ACTION ITEM: Output, without alteration, the first line of the entries and each line after it, stopping with the line that contains "let prompt = task_section(state);".
____________________
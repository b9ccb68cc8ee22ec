//! Single-shot stage for questions and trivial edits.

use super::implementer_skill::{
    apply_changes, continued_session, task_section, ImplementationOutput,
};
use super::SkillContext;
use crate::error::StageError;
use crate::models::AgentTool;
use crate::state::PipelineState;
use crate::swarm::pipeline::Stage;

pub const MAX_TURNS: u32 = 30;

pub struct SimpleSkill;

impl SimpleSkill {
    pub async fn run(
        state: &mut PipelineState,
        ctx: &SkillContext<'_>,
    ) -> Result<ImplementationOutput, StageError> {
        let prompt = task_section(state);
        let mut request = ctx.request(state, Stage::Simple, prompt, AgentTool::ALL, MAX_TURNS);
        request.resume_session = continued_session(state);

        let invocation = ctx.invoke::<ImplementationOutput>(request).await?;
        Ok(apply_changes(state, Stage::Simple, invocation))
    }
}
____________________
TASK ANSWER:
repository b9ccb68cc8ee22ec
//! Single-shot stage for questions and trivial edits.

use super::implementer_skill::{
    apply_changes, continued_session, task_section, ImplementationOutput,
};
use super::SkillContext;
use crate::error::StageError;
use crate::models::AgentTool;
use crate::state::PipelineState;
use crate::swarm::pipeline::Stage;

pub const MAX_TURNS: u32 = 30;

pub struct SimpleSkill;

impl SimpleSkill {
    pub async fn run(
        state: &mut PipelineState,
        ctx: &SkillContext<'_>,
    ) -> Result<ImplementationOutput, StageError> {
        let prompt = task_section(state);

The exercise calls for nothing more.